The Wrong-Patient RAR measure detected more than 7,000 events in one year at a large academic medical center, providing hard evidence of the scope of the problem. The Wrong-Patient RAR measure was the first and only health IT safety measure endorsed by National Quality Forum (NQF) and made possible a new field of research. It also has been used to answer research questions regarding patient identification in vulnerable populations, safety of EHR configurations, and benefits of safety interventions, with additional studies underway.
Addressing Wrong-Patient Errors for Newborns in NICU
In another area of this research, the risk of wrong-patient errors among the vulnerable population of newborns receiving care in neonatal intensive care units (NICUs) was suspected but, in the absence of standardized measures, could not be systematically quantified. Using the Wrong-Patient RAR measure, we demonstrated a significantly higher rate of wrong-patient orders in NICUs versus general pediatric units and a greater risk among multiple- versus singleton-birth infants.

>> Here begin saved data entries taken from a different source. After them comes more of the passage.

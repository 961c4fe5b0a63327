/*
 * smtpd - embeddable SMTP server
 * Copyright (C) 2022 the smtpd developers
 *
 * This program is free software: you can redistribute it and/or modify it under
 * the terms of the GNU General Public License as published by the Free Software
 * Foundation, either version 3 of the License, or any later version.
 *
 *  This program is distributed in the hope that it will be useful, but WITHOUT
 * ANY WARRANTY; without even the implied warranty of MERCHANTABILITY or FITNESS
 * FOR A PARTICULAR PURPOSE.  See the GNU General Public License for more details.
 *
 * You should have received a copy of the GNU General Public License along with
 * this program. If not, see https://www.gnu.org/licenses/.
 *
*/
use anyhow::Context;

/// One RFC 5322 mailbox: the address itself plus the optional display
/// phrase (`"Jane Doe" <jane@example.org>`).
#[derive(Debug, Clone, PartialEq, Eq)]
pub struct Address {
    /// display phrase, when the mailbox carried one
    pub name: Option<String>,
    /// the bare `local@domain` address
    pub address: String,
}

impl Address {
    /// Parse a single mailbox.
    ///
    /// # Errors
    ///
    /// * the input is not a valid RFC 5322 mailbox, or contains more than one
    pub fn parse(input: &str) -> anyhow::Result<Self> {
        let mut list = Self::parse_list(input)?;
        if list.len() != 1 {
            anyhow::bail!("expected exactly one address in '{}'", input);
        }
        Ok(list.remove(0))
    }

    /// Parse a comma-separated RFC 5322 address list, flattening groups.
    ///
    /// # Errors
    ///
    /// * the input is not a valid address list
    pub fn parse_list(input: &str) -> anyhow::Result<Vec<Self>> {
        let parsed = mailparse::addrparse(input)
            .with_context(|| format!("failed to parse address list '{input}'"))?;

        let mut addresses = vec![];
        for entry in parsed.iter() {
            match entry {
                mailparse::MailAddr::Single(single) => addresses.push(Self::from(single)),
                mailparse::MailAddr::Group(group) => {
                    addresses.extend(group.addrs.iter().map(Self::from));
                }
            }
        }
        if addresses.is_empty() {
            anyhow::bail!("no address found in '{}'", input);
        }
        Ok(addresses)
    }

    /// The part before the `@`.
    #[must_use]
    pub fn local_part(&self) -> &str {
        self.address
            .rfind('@')
            .map_or(self.address.as_str(), |at| &self.address[..at])
    }

    /// The domain after the `@`.
    #[must_use]
    pub fn domain(&self) -> &str {
        self.address
            .rfind('@')
            .map_or("", |at| &self.address[at + 1..])
    }
}

impl From<&mailparse::SingleInfo> for Address {
    fn from(single: &mailparse::SingleInfo) -> Self {
        Self {
            name: single.display_name.clone(),
            address: single.addr.clone(),
        }
    }
}

impl std::fmt::Display for Address {
    fn fmt(&self, f: &mut std::fmt::Formatter<'_>) -> std::fmt::Result {
        match &self.name {
            Some(name) => write!(f, "\"{}\" <{}>", name, self.address),
            None => write!(f, "<{}>", self.address),
        }
    }
}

The temporary naming convention typically used by hospitals (e.g., Babyboy/Babygirl) was thought to be a major contributing factor to wrong-patient errors in the NICU. To prevent these errors, we conducted a study using a more distinct naming convention that incorporated the mother’s first name (e.g., Judysboy/Judysgirl). Use of the distinct naming convention significantly reduced wrong-patient orders in the NICU by 36.3%. Citing these results, The Joint Commission now requires hospitals to use distinct methods of newborn identification in its National Patient Safety Goals (NPSGs), and Joint Commission International issued a standard in its International Patient Safety Goals (IPSGs) using the example “Anupam Girl Patel” instead of “Girl Patel.”

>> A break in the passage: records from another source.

/*
 * smtpd - embeddable SMTP server
 * Copyright (C) 2022 the smtpd developers
 *
 * This program is free software: you can redistribute it and/or modify it under
 * the terms of the GNU General Public License as published by the Free Software
 * Foundation, either version 3 of the License, or any later version.
 *
 *  This program is distributed in the hope that it will be useful, but WITHOUT
 * ANY WARRANTY; without even the implied warranty of MERCHANTABILITY or FITNESS
 * FOR A PARTICULAR PURPOSE.  See the GNU General Public License for more details.
 *
 * You should have received a copy of the GNU General Public License along with
 * this program. If not, see https://www.gnu.org/licenses/.
 *
*/
use std::fmt::Write;

use base64::Engine;
use hmac::Mac;

use super::{AuthMechanism, Principal};
use crate::connection::Connection;
use crate::error::SmtpError;
use crate::log_channel::AUTH;

/// User lookup for the challenge-response check; the returned principal's
/// password feeds the HMAC verification.
pub type FindUserFn =
    dyn Fn(&str) -> anyhow::Result<std::sync::Arc<dyn Principal>> + Send + Sync;

/// AUTH CRAM-MD5 (RFC 2195). Refuses to run without TLS.
pub struct AuthCramMd5 {
    find_user: Box<FindUserFn>,
}

impl AuthCramMd5 {
    pub fn new(
        find_user: impl Fn(&str) -> anyhow::Result<std::sync::Arc<dyn Principal>>
            + Send
            + Sync
            + 'static,
    ) -> Self {
        Self {
            find_user: Box::new(find_user),
        }
    }

    /// A fresh challenge in message-id form:
    /// `<base36(time).base36(random)@hostname>`.
    fn challenge() -> String {
        let wall_time = std::time::SystemTime::now()
            .duration_since(std::time::SystemTime::UNIX_EPOCH)
            .unwrap_or_default()
            .as_secs();
        let hostname = gethostname::gethostname()
            .to_str()
            .unwrap_or("localhost")
            .to_string();

        format!(
            "<{}.{}@{}>",
            to_base36(wall_time),
            to_base36(rand::random::<u64>()),
            hostname
        )
    }

    fn check_response(
        &self,
        response: &str,
        challenge: &str,
    ) -> Option<std::sync::Arc<dyn Principal>> {
        let decoded = base64::engine::general_purpose::STANDARD
            .decode(response.trim())
            .ok()?;
        let decoded = String::from_utf8(decoded).ok()?;
        let (username, digest) = decoded.split_once(' ')?;

        let user = (self.find_user)(username).ok()?;
        if hmac_md5_hex(&user.password(), challenge) == digest {
            Some(user)
        } else {
            None
        }
    }
}

#[async_trait::async_trait]
impl AuthMechanism for AuthCramMd5 {
    async fn authenticate(
        &self,
        conn: &mut Connection,
        _initial: &str,
    ) -> anyhow::Result<std::sync::Arc<dyn Principal>> {
        if !conn.is_tls {
            return Err(SmtpError::requires_tls().into());
        }

        let challenge = Self::challenge();
        conn.write_reply(
            334,
            &base64::engine::general_purpose::STANDARD.encode(&challenge),
        )
        .await?;

        let line = conn.read_line().await?;
        if line.trim() == "*" {
            log::info!(target: AUTH, "{} cancelled CRAM-MD5", conn.client_addr);
            return Err(SmtpError::auth_cancelled().into());
        }

        match self.check_response(line.trim(), &challenge) {
            Some(user) => Ok(user),
            None => Err(SmtpError::auth_failed().into()),
        }
    }
}

/// Lower-case hex HMAC-MD5 of the challenge under the given secret.
fn hmac_md5_hex(secret: &str, challenge: &str) -> String {
    let mut mac = hmac::Hmac::<md5::Md5>::new_from_slice(secret.as_bytes())
        .expect("HMAC accepts keys of any length");
    mac.update(challenge.as_bytes());

    mac.finalize()
        .into_bytes()
        .iter()
        .fold(String::with_capacity(32), |mut hex, byte| {
            let _ = write!(hex, "{byte:02x}");
            hex
        })
}

fn to_base36(mut value: u64) -> String {
    const DIGITS: &[u8] = b"0123456789abcdefghijklmnopqrstuvwxyz";
    if value == 0 {
        return "0".to_string();
    }
    let mut out = vec![];
    while value > 0 {
        out.push(DIGITS[(value % 36) as usize]);
        value /= 36;
    }
    out.reverse();
    String::from_utf8(out).unwrap_or_default()
}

Future Expansion of RAR Method
Expanding the innovative RAR method, researchers will be able to study medication errors, radiology errors and more. In my current research, I am leading a research team to develop additional order error measures using the novel RAR method. These measures make it possible, as never before, to:
- understand the epidemiology and root causes of orders errors
- design targeted prevention strategies
- utilize a systematic outcome measure to test the strategies
In my dual roles as Patient Safety Researcher and Chief Patient Safety Officer for a large healthcare system, I have also addressed falls prevention, diagnostic errors, safety culture, and COVID-19 safety through my work. I am currently leading safety culture transformation throughout the NewYork-Presbytarian enterprise where I designed and conducted an interactive safety culture training program for senior leadership, management, and staff.
I am honored to be the recipient of the John M. Eisenberg Patient Safety and Quality Award for Individual Achievement from The Joint Commission and NQF— two organizations that define the standards and measures used to evaluate the nation’s performance in quality and patient safety.

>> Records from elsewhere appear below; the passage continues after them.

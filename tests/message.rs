/*
 * smtpd - embeddable SMTP server
 * Copyright (C) 2022 the smtpd developers
 *
 * This program is free software: you can redistribute it and/or modify it under
 * the terms of the GNU General Public License as published by the Free Software
 * Foundation, either version 3 of the License, or any later version.
 *
 *  This program is distributed in the hope that it will be useful, but WITHOUT
 * ANY WARRANTY; without even the implied warranty of MERCHANTABILITY or FITNESS
 * FOR A PARTICULAR PURPOSE.  See the GNU General Public License for more details.
 *
 * You should have received a copy of the GNU General Public License along with
 * this program. If not, see https://www.gnu.org/licenses/.
 *
*/

//! Message parsing against a corpus of real-world message shapes: a bare
//! HTML body, multipart/alternative, an attachment inside multipart/mixed,
//! and a body with corrupt transfer encoding.

use pretty_assertions::assert_eq;

use smtpd::{ContentType, Message};

const PLAIN_HTML_EMAIL: &str = r#"From: Sender <sender@example.com>
Date: Mon, 16 Jan 2017 16:59:33 -0500
Subject: Multipart Message
MIME-Version: 1.0
Content-Type: text/html
To: recipient1@example.com, "Recipient 2" <recipient2@example.com>
Message-ID: <examplemessage@example.com>
Content-Transfer-Encoding: quoted-printable

<!DOCTYPE html>
<html>
  <body>
    Sending bees<br><br>=F0=9F=90=9D
  </body>
</html>"#;

const ALTERNATIVE_EMAIL: &str = r#"From: Sender <sender@example.com>
Date: Mon, 16 Jan 2017 16:59:33 -0500
Subject: Multipart Message
MIME-Version: 1.0
Content-Type: multipart/alternative;
 	 boundary="_=test=_bbd1e98aa6c34ef59d8d102a0e795027"
To: recipient1@example.com, "Recipient 2" <recipient2@example.com>
Message-ID: <examplemessage@example.com>

--_=test=_bbd1e98aa6c34ef59d8d102a0e795027
Content-Type: text/plain; charset="UTF-8"
Content-Transfer-Encoding: quoted-printable

Sending bees

=F0=9F=90=9D

--_=test=_bbd1e98aa6c34ef59d8d102a0e795027
Content-Type: text/html; charset="UTF-8"
Content-Transfer-Encoding: quoted-printable

<!DOCTYPE html>
<html>
  <body>
    Sending bees<br><br>=F0=9F=90=9D
  </body>
</html>

--_=test=_bbd1e98aa6c34ef59d8d102a0e795027--
"#;

const EMAIL_WITH_ATTACHMENT: &str = r#"From: Sender <sender@example.com>
Date: Mon, 16 Jan 2017 16:59:33 -0500
Subject: Multipart Message
MIME-Version: 1.0
Content-Type: multipart/mixed;
 	 boundary="_=test=_bbd1e98aa6c34ef59d8d102a0e795027"
To: recipient1@example.com, "Recipient 2" <recipient2@example.com>
Message-ID: <examplemessage@example.com>

--_=test=_bbd1e98aa6c34ef59d8d102a0e795027
Content-Type: multipart/alternative; boundary="_=ALT_=test=_bbd1e98aa6c34ef59d8d102a0e795027"

--_=ALT_=test=_bbd1e98aa6c34ef59d8d102a0e795027
Content-Type: text/plain; charset="UTF-8"
Content-Transfer-Encoding: quoted-printable

Sending bees

=F0=9F=90=9D

--_=ALT_=test=_bbd1e98aa6c34ef59d8d102a0e795027
Content-Type: text/html; charset="UTF-8"
Content-Transfer-Encoding: quoted-printable

<!DOCTYPE html>
<html>
  <body>
    Sending bees<br><br>=F0=9F=90=9D
  </body>
</html>

--_=ALT_=test=_bbd1e98aa6c34ef59d8d102a0e795027--
--_=test=_bbd1e98aa6c34ef59d8d102a0e795027
Content-Type: text/calendar; name="invite.ics"
Content-Transfer-Encoding: base64
Content-Disposition: attachment; filename="invite.ics"

QkVHSU46VkNBTEVOREFSClZFUlNJT046Mi4wClBST0RJRDotLy9tYWlscHJvdG8vL01haWxQcm90bwpDQUxTQ0FMRTpHUkVHT1JJQU4KQkVHSU46VkVWRU5UCkRUU1RBTVA6MjAxNzAxMTZUMTU0MDAwClVJRDpteWNvb2xldmVudEBtYWlscHJvdG8KCkRUU1RBUlQ7VFpJRD0iQW1lcmljYS9OZXdfWW9yayI6MjAxNzAxMThUMTEwMDAwCkRURU5EO1RaSUQ9IkFtZXJpY2EvTmV3X1lvcmsiOjIwMTcwMTE4VDEyMDAwMApTVU1NQVJZOlNlbmQgYW4gZW1haWwKTE9DQVRJT046VGVzdApFTkQ6VkVWRU5UCkVORDpWQ0FMRU5EQVI=
--_=test=_bbd1e98aa6c34ef59d8d102a0e795027--"#;

const EMAIL_WITH_INVALID_BODY: &str = r#"From: Sender <sender@example.com>
Date: Mon, 16 Jan 2017 16:59:33 -0500
Subject: Invalid Body Message
MIME-Version: 1.0
Content-Type: text/html
To: recipient1@example.com, "Recipient 2" <recipient2@example.com>
Message-ID: <examplemessage@example.com>
Content-Transfer-Encoding: quoted-printable

<!DOCTYPE html>
<html>
  <body>
    Sending bees<br><br>=FG=XX==
  </body>
</html>"#;

const EXPECTED_HTML: &str = "<!DOCTYPE html>\n<html>\n  <body>\n    Sending bees<br><br>\u{1F41D}\n  </body>\n</html>";
const EXPECTED_PLAIN: &str = "Sending bees\n\n\u{1F41D}";

fn assert_corpus_recipients(message: &Message) {
    assert_eq!(message.to.len(), 2);
    assert_eq!(message.to[0].address, "recipient1@example.com");
    assert_eq!(message.to[0].name, None);
    assert_eq!(message.to[1].address, "recipient2@example.com");
    assert_eq!(message.to[1].name.as_deref(), Some("Recipient 2"));
}

#[test]
fn plain_html_parsing() {
    let message = Message::new(PLAIN_HTML_EMAIL.as_bytes(), vec![]).unwrap();

    assert_corpus_recipients(&message);
    assert_eq!(message.from.address, "sender@example.com");
    assert_eq!(message.from.name.as_deref(), Some("Sender"));
    assert_eq!(message.subject, "Multipart Message");
    assert_eq!(message.id(), "<examplemessage@example.com>");

    let html = message.html().unwrap();
    assert_eq!(String::from_utf8(html).unwrap().trim(), EXPECTED_HTML);

    message
        .plain()
        .expect_err("a pure HTML message has no plain-text version");
}

#[test]
fn alternative_message_parsing() {
    let message = Message::new(ALTERNATIVE_EMAIL.as_bytes(), vec![]).unwrap();

    assert_corpus_recipients(&message);

    let html = message.html().unwrap();
    assert_eq!(String::from_utf8(html).unwrap().trim(), EXPECTED_HTML);

    let plain = message.plain().unwrap();
    assert_eq!(String::from_utf8(plain).unwrap().trim(), EXPECTED_PLAIN);
}

#[test]
fn mixed_message_with_attachment() {
    let message = Message::new(EMAIL_WITH_ATTACHMENT.as_bytes(), vec![]).unwrap();

    assert_corpus_recipients(&message);

    // the alternative section is one level below the mixed root
    let html = message.html().unwrap();
    assert_eq!(String::from_utf8(html).unwrap().trim(), EXPECTED_HTML);
    let plain = message.plain().unwrap();
    assert_eq!(String::from_utf8(plain).unwrap().trim(), EXPECTED_PLAIN);

    let attachments = message.attachments().unwrap();
    assert_eq!(attachments.len(), 1);

    let content_type =
        ContentType::parse(attachments[0].headers.get("Content-Type").unwrap()).unwrap();
    assert_eq!(content_type.media_type, "text/calendar");

    let body = String::from_utf8(attachments[0].body.clone()).unwrap();
    assert!(body.starts_with("BEGIN:VCALENDAR\nVERSION:2.0"));
    assert!(body.ends_with("END:VEVENT\nEND:VCALENDAR"));
}

#[test]
fn invalid_body_still_builds_a_message() {
    let message = Message::new(EMAIL_WITH_INVALID_BODY.as_bytes(), vec![]).unwrap();

    // the envelope stays readable even though the body cannot be decoded
    assert_corpus_recipients(&message);
    assert_eq!(message.subject, "Invalid Body Message");

    message
        .parts()
        .expect_err("corrupt quoted-printable must fail the lazy parse");
    message
        .html()
        .expect_err("body accessors surface the same parse failure");
}

#[test]
fn parts_tree_shape_of_the_mixed_message() {
    let message = Message::new(EMAIL_WITH_ATTACHMENT.as_bytes(), vec![]).unwrap();
    let parts = message.parts().unwrap();

    // mixed root: [alternative(plain, html), calendar]
    assert_eq!(parts.len(), 2);
    assert_eq!(
        parts[0].content_type().unwrap().media_type,
        "multipart/alternative"
    );
    assert_eq!(parts[0].children.len(), 2);
    assert!(parts[0].children.iter().all(|child| child.children.is_empty()));
    assert_eq!(
        parts[1].content_type().unwrap().media_type,
        "text/calendar"
    );
    assert!(parts[1].children.is_empty());
}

Jason S. Adelman, MD, MS, is Chief Patient Safety Officer and Associate Chief Quality Officer; Executive Director, Center for Patient Safety Research; Director, Patient Safety Research Fellowship, Columbia University Irving Medical Center and NewYork-Presbyterian; Associate Professor of Medicine (in biomedical informatics) and Vice Chair for Quality and Patient Safety, Department of Medicine, Columbia University Vagelos College of Physicians and Surgeons.
The Eisenberg Award honored Dr. Adelman, an internationally recognized expert and researcher in patient safety, whose research developing and validating automated measures of medical errors using electronic health record (EHR) data, examining the epidemiology of medical errors in healthcare systems, and testing system-level approaches to prevent these errors using health information technology (IT), has had a significant impact in the field of patient safety.